***SEA MUCUS***

Oct 14, 2009 02:43

I'm pretty sure I heard about it in late February 2002, and wrote it into GehennaApocalypse Lost as the coming of Oblivion to the World of Darkness. It turns out it's just algae. The implication is that the ocean is changing/dying as an ecosystem due to global warming, but the immovable skeptic in me is holding out for the riotously less sensational explanation that we've simply never noticed shit like this before because our satellite imaging technology has never before been so sophisticated and prolific during a time of peace (except way back in Atlantis-geki, but the government isn't gonna release Atlantean archives to the public without a huge revolution or if Obama fixes all of the Republican mistakes ahead of schedule). ((Also makes me think of how, if your soul is taken when your photo is taken, that in this age post-Google-Earth, the only people who still have their souls are Molepeople and Chuds.))

Similarly, Bill Nye tells the world about Sea Mucus.
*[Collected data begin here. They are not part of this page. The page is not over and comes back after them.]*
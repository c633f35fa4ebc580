//! Offline rendering of a spec to a stereo buffer.

use crate::error::GraphError;
use crate::graph::{AssetMap, BuildReport, GraphContext, RuntimeGraph};
use echoform_io::AudioBuffer;
use echoform_spec::GraphSpec;

/// Render length, seconds.
///
/// The longest of the automation end times, the (trimmed) durations of
/// assets in `assets` and `override_secs`; `fallback_secs` when that is zero.
/// An override can extend a render but never shorten it.
pub fn estimate_duration(
    spec: &GraphSpec,
    assets: &AssetMap,
    override_secs: Option<f64>,
    fallback_secs: f64,
) -> f64 {
    let automation_end = spec
        .automations
        .iter()
        .map(|a| a.end_time)
        .fold(0.0f64, f64::max);
    let asset_end = spec
        .assets
        .iter()
        .filter_map(|a| {
            let buffer = assets.get(&a.id)?;
            let total = buffer.duration_secs();
            Some(a.trim.as_ref().map_or(total, |t| t.length(total)))
        })
        .fold(0.0f64, f64::max);
    let longest = automation_end
        .max(asset_end)
        .max(override_secs.unwrap_or(0.0));
    if longest > 0.0 { longest } else { fallback_secs }
}

/// Frames needed for `duration_secs` at `sample_rate`.
pub fn frames_for(duration_secs: f64, sample_rate: u32) -> usize {
    (duration_secs * f64::from(sample_rate)).ceil().max(0.0) as usize
}

/// Builds `spec` and renders `frames` stereo frames from time zero.
pub fn render_offline(
    spec: &GraphSpec,
    context: GraphContext,
    assets: &AssetMap,
    frames: usize,
) -> Result<(AudioBuffer, BuildReport), GraphError> {
    let mut graph = RuntimeGraph::build(spec, context, assets)?;
    let buffer = graph.render(frames);
    tracing::debug!(frames, sample_rate = context.sample_rate, "offline render complete");
    Ok((buffer, graph.report().clone()))
}
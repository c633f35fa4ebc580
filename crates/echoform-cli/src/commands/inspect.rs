//! Spec inspection: nodes, sinks and upstream chains.

use super::common::load_spec;
use clap::Args;
use echoform_spec::{GraphSpec, NodeType, canonicalize, validate};
use serde_json::json;
use std::path::PathBuf;

/// Inspect a spec file.
#[derive(Args)]
pub struct InspectArgs {
    /// Path to the spec JSON
    pub spec: PathBuf,

    /// Show the upstream chain feeding this node
    #[arg(long)]
    node: Option<String>,

    /// Print machine-readable JSON
    #[arg(long)]
    json: bool,
}

/// Run the inspect command.
pub fn run(args: InspectArgs) -> anyhow::Result<()> {
    let spec = canonicalize(&load_spec(&args.spec)?);
    validate(&spec)?;

    let chain = match &args.node {
        Some(node) => Some(
            spec.upstream_closure(node)
                .ok_or_else(|| anyhow::anyhow!("node '{node}' not found"))?,
        ),
        None => None,
    };

    if args.json {
        let nodes: Vec<_> = spec
            .nodes
            .iter()
            .map(|n| {
                json!({
                    "id": n.id,
                    "type": n.node_type,
                    "assetId": n.asset_id,
                    "params": n.params,
                    "sink": spec.is_sink(&n.id),
                })
            })
            .collect();
        let out = json!({
            "nodes": nodes,
            "sinks": spec.sinks(),
            "upstream": chain,
        });
        println!("{}", serde_json::to_string_pretty(&out)?);
        return Ok(());
    }

    print_summary(&spec);
    if let (Some(node), Some(chain)) = (&args.node, chain) {
        println!();
        println!("Upstream of {node}:");
        for id in &chain {
            println!("  {id}");
        }
    }
    Ok(())
}

fn print_summary(spec: &GraphSpec) {
    println!("Nodes ({}):", spec.nodes.len());
    for node in &spec.nodes {
        let sink = if spec.is_sink(&node.id) { " [sink]" } else { "" };
        let asset = node
            .asset_id
            .as_deref()
            .map(|a| format!(" <- {a}"))
            .unwrap_or_default();
        println!("  {:<16} {:<10}{asset}{sink}", node.id, node.node_type);

        let Ok(node_type) = node.node_type.parse::<NodeType>() else {
            continue;
        };
        for param in node_type.params() {
            let value = node
                .params
                .get(param.name)
                .cloned()
                .unwrap_or_else(|| param.default_value());
            println!("      {:<14} {value}", param.name);
        }
    }

    println!();
    println!("Sinks: {}", spec.sinks().join(", "));
    if !spec.automations.is_empty() {
        println!("Automations ({}):", spec.automations.len());
        for auto in &spec.automations {
            println!(
                "  {:<16} {}.{} {:.2}s..{:.2}s",
                auto.id, auto.node_id, auto.param, auto.start_time, auto.end_time
            );
        }
    }
}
It's interesting that the movie The Blob will come true but it won't be about an unstoppable (but freezeable) alien parasite--it'll be about sheets of mucus hundreds of miles long made up of zombified micro-sea-creature corpse-flakes. It never made sense to me, in Jikuu no Hasha, why, as the sea level rose, so too did the monster population, but after watching Bill Nye explain this, I guess that (poorly-written temporal paradoxes aside) Jikuu no Hasha will also come true. (Actually, wait. At the end of The Blob, after they figure out that the only way to stop the title character is to freeze it, they freeze it down to a size where they can put it in a refrigerator or something, and then they airlift it to one of the poles. The movie ends being all, "THE END..." "...?" This was at least forty years ago (I think), when the only people really thinking about climate change, um... weren't..very many. So not only is the movie eerily prophetic (I saw it in the late nineties and was like "whoa"), it's ALSO probably based directly on a true story and this weird Sea Mucus is just the Blob thawing out as our real-life ice caps real-life melt.)
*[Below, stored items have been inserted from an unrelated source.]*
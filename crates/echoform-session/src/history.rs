//! Undo/redo records.
//!
//! Each change is stored as a forward and an inverse [`Mutation`]. Undo
//! replays the inverse and redo the forward, both through the session's
//! public entry points with recording suppressed.

use echoform_spec::{AutomationDef, Connection, NodeDef, ParamValue, SendDef};
use std::collections::VecDeque;

/// Category of a recorded change.
#[derive(Debug, Clone, Copy, PartialEq, Eq)]
pub enum ChangeKind {
    /// Parameter write.
    Param,
    /// Automation added or removed.
    Automation,
    /// Node added or removed.
    Node,
    /// Connection added or removed.
    Connection,
}

/// A replayable edit.
#[derive(Debug, Clone, PartialEq)]
pub enum Mutation {
    /// Set a parameter, or remove it from the spec (back to its default)
    /// when `value` is `None`.
    SetParam {
        /// Node id.
        node: String,
        /// Parameter name.
        param: String,
        /// Value to store.
        value: Option<ParamValue>,
    },
    /// Add an automation.
    AddAutomation(AutomationDef),
    /// Remove an automation by id.
    RemoveAutomation(String),
    /// Insert a node with the wiring it had when removed.
    InsertNode {
        /// Node declaration.
        node: NodeDef,
        /// Connections touching the node.
        connections: Vec<Connection>,
        /// Automations targeting the node.
        automations: Vec<AutomationDef>,
        /// Sends from the node.
        sends: Vec<SendDef>,
    },
    /// Remove a node and everything that references it.
    RemoveNode(String),
    /// Add a connection.
    Connect(Connection),
    /// Remove a connection.
    Disconnect(Connection),
}

/// One undoable change.
#[derive(Debug, Clone, PartialEq)]
pub struct ChangeRecord {
    /// Category.
    pub kind: ChangeKind,
    /// Re-applies the change.
    pub forward: Mutation,
    /// Reverts the change.
    pub inverse: Mutation,
}

/// Bounded undo stack plus redo stack.
#[derive(Debug, Clone)]
pub struct History {
    undo: VecDeque<ChangeRecord>,
    redo: Vec<ChangeRecord>,
    limit: usize,
}

impl History {
    /// Creates an empty history keeping at most `limit` undo records.
    pub fn new(limit: usize) -> Self {
        Self {
            undo: VecDeque::new(),
            redo: Vec::new(),
            limit: limit.max(1),
        }
    }

    /// Records a fresh change. Clears the redo stack.
    pub fn record(&mut self, record: ChangeRecord) {
        self.redo.clear();
        self.push_undo(record);
    }

    /// Pops the most recent change to undo.
    pub fn pop_undo(&mut self) -> Option<ChangeRecord> {
        self.undo.pop_back()
    }

    /// Pops the most recently undone change.
    pub fn pop_redo(&mut self) -> Option<ChangeRecord> {
        self.redo.pop()
    }

    /// Pushes onto the undo stack without touching redo.
    pub fn push_undo(&mut self, record: ChangeRecord) {
        if self.undo.len() == self.limit {
            self.undo.pop_front();
        }
        self.undo.push_back(record);
    }

    /// Pushes onto the redo stack.
    pub fn push_redo(&mut self, record: ChangeRecord) {
        self.redo.push(record);
    }

    /// Number of undoable changes.
    pub fn undo_len(&self) -> usize {
        self.undo.len()
    }

    /// Number of redoable changes.
    pub fn redo_len(&self) -> usize {
        self.redo.len()
    }

    /// Drops every record.
    pub fn clear(&mut self) {
        self.undo.clear();
        self.redo.clear();
    }
}

#[cfg(test)]
mod tests {
    use super::*;

    fn record(n: usize) -> ChangeRecord {
        ChangeRecord {
            kind: ChangeKind::Node,
            forward: Mutation::RemoveNode(format!("n{n}")),
            inverse: Mutation::RemoveNode(format!("n{n}")),
        }
    }

    #[test]
    fn limit_drops_oldest() {
        let mut h = History::new(2);
        for n in 0..3 {
            h.record(record(n));
        }
        assert_eq!(h.undo_len(), 2);
        assert_eq!(h.pop_undo(), Some(record(2)));
        assert_eq!(h.pop_undo(), Some(record(1)));
        assert_eq!(h.pop_undo(), None);
    }

    #[test]
    fn fresh_record_clears_redo() {
        let mut h = History::new(10);
        h.record(record(0));
        let r = h.pop_undo().unwrap();
        h.push_redo(r);
        assert_eq!(h.redo_len(), 1);
        h.record(record(1));
        assert_eq!(h.redo_len(), 0);
    }
}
And this isn't interesting, it's just infuriating and sad if you have any empathy at all, but this whole moms-getting-drunk-and-cramming-their-minivans-with-children-and-driving-dangerously-on-busy-thoroughfares-between-here-and-the-city thing CANNOT become a trend. It is NOT fashionable. Can't you just commit suicide instead of endangering the lives of a bunch of children who trust you, and the lives of everyone who actually has a right to use the roads you're defiling with your mistaken existence? Or better yet, can't you just SOBER THE FUCK UP AND NOT BE A WASTE OF EVERYONE'S CONCERN?

Not News
No matter how much fan-fiction I outline, I can't figure out where Strangetown is supposed to be located in The Sims 2. It's blatantly based on places like Sedona and Roswell, and in trying to tie my The Sims 2 fanfiction outline with my Big Mutha Truckers fanfiction outline, I attempted to situate it in Loudon County, Tennessee. But now I'm playing the GBA version* and Jebediah S. Jerky fucking tells me, "That boat over there in the desert... that used to be mine. That's where the ocean came to before the earthquakes of '73." ...WHAT fucking "earthquakes of '73?! I was fine with the idea of there having been a lake five or however many years before the start of the game that dried up, but "THE OCEAN?" ...Maybe he's talking about the eponymous body of water on whose shores Big Mutha Truckers's Salt Sea City is situated.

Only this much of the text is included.